The crypto community celebrated a victory in court on Jan. 30 when the United States Securities and Exchange Commission (SEC) admitted in the remedies hearing of the LBRY case that secondary sales of its LBC coin were not securities sales. John Deaton, who represents Ripple in court in the SEC’s case against it, was so excited that he created a video for his Twitter-hosted CryptoLawTV channel that evening.
Deaton, a friend of the court, or amicus curiae, in the case, recounted a conversation he had with the judge that day. “Look, let’s not pretend. Secondary market sales are a problem,” then “I brought up to him that Lewis Cohen article,” Deaton recalled.
Deaton was referring to the paper “The Ineluctable Modality of Securities Law: Why Fungible Crypto Assets Are Not Securities” by Lewis Cohen, Gregory Strong, Freeman Lewin and Sarah Chen of the DLx Law firm, which Cohen co-founded. Deaton had praised the paper before, in November 2022, when it was submitted in the Ripple case, in which Cohen is also an amicus curiae.

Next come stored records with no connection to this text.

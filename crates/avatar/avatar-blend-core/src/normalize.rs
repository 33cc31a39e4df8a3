//! Height and ground normalization.
//!
//! Independently authored rigs disagree on units, origin, and proportions.
//! Normalization runs in two passes:
//!
//! 1. [`scale_pass`]: measure the reference rig (Idle, else Talk) in its own
//!    scene space and give every rig the same absolute root scale, so the
//!    rigs blend without a size pop.
//! 2. [`align_rig`]: once the scaled transforms are committed, center each
//!    rig on the vertical axis, put its lowest extent on y=0, and apply a
//!    corrective scale when the measured height misses the target by more
//!    than the tolerance.
//!
//! Joint positions of skinned meshes are preferred over geometry bounds:
//! hair and accessories inflate mesh boxes but not skeletons. Rigs without a
//! skin fall back to mesh bounds.
//!
//! Both passes are idempotent: the scale pass sets an absolute scale and the
//! aligner only translates by the measured error.

use log::{debug, warn};
use serde::{Deserialize, Serialize};

use crate::config::Config;
use crate::error::AvatarError;
use crate::ids::RigId;
use crate::rig::{AnimationRig, RigRegistry};
use crate::scene::Aabb;

/// Where extents were measured from.
#[derive(Copy, Clone, Debug, Eq, PartialEq, Serialize, Deserialize)]
#[serde(rename_all = "snake_case")]
pub enum ExtentSource {
    Skeleton,
    Geometry,
}

/// Which space to measure in.
#[derive(Copy, Clone, Debug, Eq, PartialEq)]
pub enum Space {
    /// Authored scene space, ignoring the root transform.
    Scene,
    /// After the root scale/position.
    World,
}

#[derive(Copy, Clone, Debug, PartialEq)]
pub struct Extents {
    pub bounds: Aabb,
    pub source: ExtentSource,
}

/// Result of aligning one rig.
#[derive(Copy, Clone, Debug, PartialEq, Serialize, Deserialize)]
pub struct AlignReport {
    pub source: ExtentSource,
    pub scale: f32,
    pub position: [f32; 3],
    /// Whether the corrective height scale was applied.
    pub corrected: bool,
}

fn point(rig: &AnimationRig, space: Space, idx: usize, p: [f32; 3]) -> [f32; 3] {
    match space {
        Space::Scene => rig.scene.to_scene_space(idx, p),
        Space::World => rig.world_point(idx, p),
    }
}

/// Bounds of every joint referenced by a skin. `None` if the rig has no skin.
pub fn skeleton_extents(rig: &AnimationRig, space: Space) -> Option<Aabb> {
    let mut bounds = Aabb::EMPTY;
    let mut count = 0usize;
    for (_, mesh) in rig.scene.meshes() {
        let Some(skin) = mesh.skin.as_ref() else {
            continue;
        };
        for &joint in &skin.joints {
            bounds.expand(point(rig, space, joint, [0.0; 3]));
            count += 1;
        }
    }
    (count > 0).then_some(bounds)
}

/// Union of every mesh's local bounds mapped into `space`.
pub fn geometry_extents(rig: &AnimationRig, space: Space) -> Aabb {
    let mut bounds = Aabb::EMPTY;
    for (idx, mesh) in rig.scene.meshes() {
        let Some(local) = mesh.bounds else { continue };
        if local.is_empty() {
            continue;
        }
        for corner in local.corners() {
            bounds.expand(point(rig, space, idx, corner));
        }
    }
    bounds
}

/// Measure a rig, preferring the skeleton.
pub fn measure(rig: &AnimationRig, space: Space) -> Result<Extents, AvatarError> {
    let (bounds, source) = match skeleton_extents(rig, space) {
        Some(b) => (b, ExtentSource::Skeleton),
        None => (geometry_extents(rig, space), ExtentSource::Geometry),
    };
    if bounds.is_empty() {
        return Err(AvatarError::normalization(rig.id, "no joints or mesh bounds"));
    }
    let finite = bounds.min.iter().chain(bounds.max.iter()).all(|v| v.is_finite());
    if !finite {
        return Err(AvatarError::normalization(rig.id, "non-finite extents"));
    }
    Ok(Extents { bounds, source })
}

/// Measured height, or a normalization error when it is below
/// `cfg.min_extent` (a single joint, or every joint at one height).
fn usable_height(rig: &AnimationRig, ext: &Extents, cfg: &Config) -> Result<f32, AvatarError> {
    let height = ext.bounds.height();
    if height < cfg.min_extent {
        return Err(AvatarError::normalization(rig.id, format!("degenerate height {height}")));
    }
    Ok(height)
}

/// Rig whose proportions define the shared scale.
pub fn reference_rig(registry: &RigRegistry) -> Option<&AnimationRig> {
    registry
        .get(RigId::Idle)
        .or_else(|| registry.get(RigId::Talk))
}

/// First pass: compute the shared scale from the reference rig and set it on
/// every loaded rig. Falls back to 1 when the reference cannot be measured.
pub fn scale_pass(registry: &mut RigRegistry, cfg: &Config) -> f32 {
    let scale = match reference_rig(registry) {
        Some(reference) => match measure(reference, Space::Scene)
            .and_then(|ext| usable_height(reference, &ext, cfg))
        {
            Ok(height) => cfg.desired_height / height,
            Err(e) => {
                warn!("{e}; keeping authored scale");
                1.0
            }
        },
        None => {
            warn!("no reference rig loaded; keeping authored scale");
            1.0
        }
    };
    for id in RigId::ALL {
        if let Some(rig) = registry.get_mut(id) {
            rig.root.scale = scale;
        }
    }
    debug!("normalize: shared scale {scale}");
    scale
}

fn recenter(rig: &mut AnimationRig, bounds: &Aabb) {
    let (cx, cz) = bounds.center_xz();
    rig.root.position[0] -= cx;
    rig.root.position[1] -= bounds.min[1];
    rig.root.position[2] -= cz;
}

/// Second pass for one rig: center, ground, and correct the height.
/// On error the rig's transform is left untouched.
pub fn align_rig(rig: &mut AnimationRig, cfg: &Config) -> Result<AlignReport, AvatarError> {
    let ext = measure(rig, Space::World)?;
    let height = usable_height(rig, &ext, cfg)?;
    recenter(rig, &ext.bounds);

    let adjust = cfg.desired_height / height;
    let corrected = (adjust - 1.0).abs() > cfg.height_tolerance;
    if corrected {
        rig.root.scale *= adjust;
        let again = measure(rig, Space::World)?;
        recenter(rig, &again.bounds);
    }

    debug!(
        "normalize: rig '{}' via {:?} scale={} pos={:?} corrected={corrected}",
        rig.id, ext.source, rig.root.scale, rig.root.position
    );
    Ok(AlignReport {
        source: ext.source,
        scale: rig.root.scale,
        position: rig.root.position,
        corrected,
    })
}
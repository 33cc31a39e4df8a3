//! Shared rig fixtures for tests across the workspace.
//!
//! Fixtures live under `fixtures/` at the repository root and are indexed by
//! `fixtures/manifest.json`.

use std::collections::HashMap;
use std::fs;
use std::path::{Path, PathBuf};

use anyhow::{anyhow, Context, Result};
use once_cell::sync::Lazy;
use serde::de::DeserializeOwned;
use serde::Deserialize;

static MANIFEST: Lazy<Manifest> = Lazy::new(|| {
    let raw = include_str!("../../../../fixtures/manifest.json");
    serde_json::from_str(raw).expect("fixtures manifest should parse")
});

#[derive(Debug, Deserialize)]
struct Manifest {
    rigs: HashMap<String, String>,
}

fn fixtures_root() -> PathBuf {
    Path::new(env!("CARGO_MANIFEST_DIR")).join("../../../fixtures")
}

fn resolve_path(rel: &str) -> PathBuf {
    fixtures_root().join(rel)
}

fn read_to_string(rel: &str) -> Result<String> {
    let path = resolve_path(rel);
    fs::read_to_string(&path)
        .with_context(|| format!("failed to read fixture at {}", path.display()))
}

fn load_json<T: DeserializeOwned>(rel: &str) -> Result<T> {
    let text = read_to_string(rel)?;
    serde_json::from_str(&text).with_context(|| format!("failed to parse JSON fixture {rel}"))
}

fn lookup<'a, T>(map: &'a HashMap<String, T>, kind: &str, name: &str) -> Result<&'a T> {
    map.get(name)
        .ok_or_else(|| anyhow!("unknown {kind} fixture '{name}'"))
}

pub mod rigs {
    use super::*;

    pub fn keys() -> Vec<String> {
        let mut keys: Vec<String> = MANIFEST.rigs.keys().cloned().collect();
        keys.sort();
        keys
    }

    /// Raw JSON text of the named rig asset.
    pub fn json(name: &str) -> Result<String> {
        let rel = lookup(&MANIFEST.rigs, "rig", name)?;
        read_to_string(rel)
    }

    /// Deserialize the named rig asset into `T` (normally `RigAsset`).
    pub fn load<T: DeserializeOwned>(name: &str) -> Result<T> {
        let rel = lookup(&MANIFEST.rigs, "rig", name)?;
        load_json(rel)
    }

    pub fn path(name: &str) -> Result<PathBuf> {
        let rel = lookup(&MANIFEST.rigs, "rig", name)?;
        Ok(resolve_path(rel))
    }
}

#[cfg(test)]
mod tests {
    use super::*;

    #[test]
    fn manifest_lists_all_rigs() {
        let keys = rigs::keys();
        for name in ["idle", "talk", "dance", "jump"] {
            assert!(keys.iter().any(|k| k == name), "missing rig fixture {name}");
        }
    }

    #[test]
    fn rig_fixtures_are_valid_json() {
        for name in rigs::keys() {
            let value: serde_json::Value = rigs::load(&name).expect("fixture should parse");
            assert!(value.get("scene").is_some(), "{name} has no scene");
        }
    }

    #[test]
    fn unknown_fixture_is_an_error() {
        assert!(rigs::json("does-not-exist").is_err());
    }
}
use crate::output::print_json;
use adr_core::store::Store;
use anyhow::Context;
use std::path::Path;

pub fn run(dir: &Path, json: bool) -> anyhow::Result<()> {
    let store = Store::new(dir);
    let outcome = store
        .regenerate_index()
        .context("failed to regenerate index")?;

    if json {
        return print_json(&outcome);
    }

    println!(
        "Regenerated {} ({} record{}: {} active, {} retired)",
        outcome.path.display(),
        outcome.records,
        if outcome.records == 1 { "" } else { "s" },
        outcome.active,
        outcome.retired
    );

    Ok(())
}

There is a growing buzz around the paper. It appeared on the preprint repository Social Science Research Network on Dec. 13. When Cointelegraph spoke to Cohen in mid-January, he said the paper was the most downloaded in the website’s securities law category, with 353 downloads after about a month. That number more than doubled in the following two weeks. The paper has also garnered attention in mainstream and legal media and crypto-related podcasts. Its unusual title is a nod to James Joyce’s Ulysses.
The Cohen paper looks closely at one of the timeless adages of crypto securities law: Securities are not oranges. This refers to the Howey test, established by the U.S. Supreme Court in 1946 to identify a security. The paper makes an exhaustive examination of the Howey test and proposes an alternative to how the test is currently applied.
When Howey met Cohen
Not everyone favors applying the Howey test to crypto assets, often arguing the test works better for prosecuting fraud cases than as an aid for registration. Cohen himself agreed with this position in a Feb. 3 podcast. Nonetheless, the paper’s authors do not challenge the use of the Howey test — which arose from a case concerning orange groves — on crypto assets.
A short summary cannot come close to capturing the breadth of the paper’s analyses. The authors discuss SEC policy and cases involving crypto, relevant precedents, the Securities and Exchange Acts and…
Click Here to Read the Full Original Article at Cointelegraph.com News…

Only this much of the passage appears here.